Yargıtay Kararı 14. Ceza Dairesi 2015/2740 E. 2015/7877 K. 01.07.2015 T.

YARGITAY KARARI
DAİRE : 14. Ceza Dairesi
ESAS NO : 2015/2740
KARAR NO : 2015/7877
KARAR TARİHİ : 01.07.2015

Tebliğname No : 14 – 2015/79274
MAHKEMESİ : İzmir 1. Ağır Ceza Mahkemesi
TARİHİ : 11.12.2014
NUMARASI : 2014/77 Esas, 2014/387 Karar
SUÇ : Beden veya ruh sağlığını bozacak şekilde çocuğun nitelikli cinsel istismarı (1 kez), beden veya ruh sağlığını bozacak şekilde çocuğun basit cinsel istismarı (2 kez), kişiyi hürriyetinden yoksun kılma (3 kez)

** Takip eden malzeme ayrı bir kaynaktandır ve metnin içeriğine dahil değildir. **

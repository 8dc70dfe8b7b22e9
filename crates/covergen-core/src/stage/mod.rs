// crates/covergen-core/src/stage/mod.rs
//
// Pipeline stages, in run order:
//   gradient -> flow -> blur -> vibrancy
// Each takes a buffer by reference and returns a freshly allocated one.

pub mod blur;
pub mod flow;
pub mod gradient;
pub mod vibrancy;

pub use blur::{gaussian_blur, multi_scale_blur};
pub use flow::{flow_distort, FlowField};
pub use gradient::{composite, place_centers, render_gradient, ColorCenter};
pub use vibrancy::{enhance_vibrancy, VibrancyParams};
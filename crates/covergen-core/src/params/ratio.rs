// crates/covergen-core/src/params/ratio.rs

use std::fmt;
use std::str::FromStr;

use crate::error::CoverError;

/// `W:H` aspect ratio, both parts positive.
#[derive(Copy, Clone, Debug, PartialEq, Eq)]
pub struct AspectRatio {
    pub w: u32,
    pub h: u32,
}

impl AspectRatio {
    /// floor(width * h / w), computed in u64 so large canvases don't overflow.
    pub fn height_for(self, width: u32) -> u32 {
        let h = (width as u64) * (self.h as u64) / (self.w as u64);
        h.min(u32::MAX as u64) as u32
    }
}

impl FromStr for AspectRatio {
    type Err = CoverError;

    fn from_str(s: &str) -> Result<Self, Self::Err> {
        let bad = || CoverError::Validation(format!("ratio must look like W:H, got {s:?}"));

        let (w, h) = s.trim().split_once(':').ok_or_else(bad)?;
        let w: u32 = w.trim().parse().map_err(|_| bad())?;
        let h: u32 = h.trim().parse().map_err(|_| bad())?;
        if w == 0 || h == 0 {
            return Err(CoverError::Validation(format!(
                "ratio parts must be positive, got {s:?}"
            )));
        }
        Ok(Self { w, h })
    }
}

impl fmt::Display for AspectRatio {
    fn fmt(&self, f: &mut fmt::Formatter<'_>) -> fmt::Result {
        write!(f, "{}:{}", self.w, self.h)
    }
}
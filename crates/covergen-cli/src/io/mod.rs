// crates/covergen-cli/src/io/mod.rs

pub mod png;
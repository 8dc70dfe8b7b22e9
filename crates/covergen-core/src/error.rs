use thiserror::Error;

pub type Result<T> = std::result::Result<T, CoverError>;

#[derive(Debug, Error)]
pub enum CoverError {
    #[error("validation error: {0}")]
    Validation(String),

    #[error("palette is empty; at least one color is required to blend")]
    EmptyPalette,

    #[error("cannot allocate a {width}x{height} pixel buffer")]
    Alloc { width: u32, height: u32 },

    #[error("pixel data length {len} does not match {width}x{height}x3")]
    Dimensions { width: u32, height: u32, len: usize },
}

İlk derece mahkemesince verilen hükümlerin O Yer Cumhuriyet Savcısı, katılan mağdurlar vekili, sanık ile müdafii tarafından temyiz edilmesi ve sanık müdafiince incelemenin duruşmalı yapılmasının talep edilmesi üzerine; dosya Yargıtay Cumhuriyet Başsavcılığından tebliğname ile Daireye gönderilmekle 24.06.2015 Çarşamba saat 13.30’a duruşma günü tayin olunarak sanık müdafiine çağrı kâğıdı gönderilmişti.

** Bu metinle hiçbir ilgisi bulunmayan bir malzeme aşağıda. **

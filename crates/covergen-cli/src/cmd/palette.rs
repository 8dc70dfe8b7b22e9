// crates/covergen-cli/src/cmd/palette.rs

use std::io::Write;

use clap::Args;
use covergen_core::params::defaults::DEFAULT_NUM_COLORS;
use covergen_core::{CoverParams, Engine};
use log::info;

/// Palette knobs shared by `render` and `palette`.
#[derive(Args, Debug, Clone)]
pub struct PaletteOpts {
    /// Base theme color: hex like #FF5733 or a name (red, orange, yellow, green,
    /// cyan, blue, purple, magenta, pink). Unknown names pick a random hue.
    #[arg(short = 'c', long)]
    pub theme_color: Option<String>,

    /// Number of colors in the palette (white, if kept, counts as one)
    #[arg(long, default_value_t = DEFAULT_NUM_COLORS)]
    pub num_colors: usize,

    /// Exclude the forced white highlight from the palette
    #[arg(long)]
    pub no_white: bool,

    /// Seed for reproducible output; a random seed is used (and reported) when omitted.
    /// Negative seeds are accepted and map onto the same 64-bit value as their
    /// two's-complement unsigned form.
    #[arg(long, value_parser = parse_seed, allow_negative_numbers = true)]
    pub seed: Option<u64>,
}

/// Accept any 64-bit integer, signed or unsigned.
fn parse_seed(s: &str) -> Result<u64, String> {
    s.parse::<u64>()
        .or_else(|_| s.parse::<i64>().map(|v| v as u64))
        .map_err(|_| format!("{s:?} is not a 64-bit integer"))
}

impl PaletteOpts {
    pub fn apply(&self, params: &mut CoverParams) {
        params.theme = self.theme_color.clone();
        params.num_colors = self.num_colors;
        params.include_white = !self.no_white;
        params.seed = self.seed;
    }
}

#[derive(Args, Debug)]
pub struct PaletteArgs {
    #[command(flatten)]
    pub palette: PaletteOpts,
}

pub fn run(args: PaletteArgs) -> anyhow::Result<()> {
    let mut params = CoverParams::default();
    args.palette.apply(&mut params);

    let mut engine = Engine::new(params)?;
    let (hue, colors) = engine.palette();
    info!("seed={} hue={:?}", engine.seed(), hue);

    let stdout = std::io::stdout();
    let mut out = stdout.lock();
    for c in &colors {
        writeln!(out, "{c}")?;
    }
    out.flush()?;
    Ok(())
}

Belli günde Hâkimler Kurulu duruşma salonunda toplanarak Yargıtay Cumhuriyet Savcılarından S.. Ç.. hazır olduğu halde oturum açıldı.
Yapılan tebligat üzerine sanık müdafiin gelmediği, ayrıca bir talepte de bulunmadığı anlaşılmakla Yargıtay Cumhuriyet Savcısının uygun görülen talep ve mütalaası dairesinde DURUŞMASIZ inceleme yapılmasına oybirliğiyle karar verilerek, vaktin darlığına binaen dosyanın incelenmesi başka bir güne bırakılmıştır.
Bugün dava evrakı incelenerek aşağıda yazılı karar ittihaz olundu.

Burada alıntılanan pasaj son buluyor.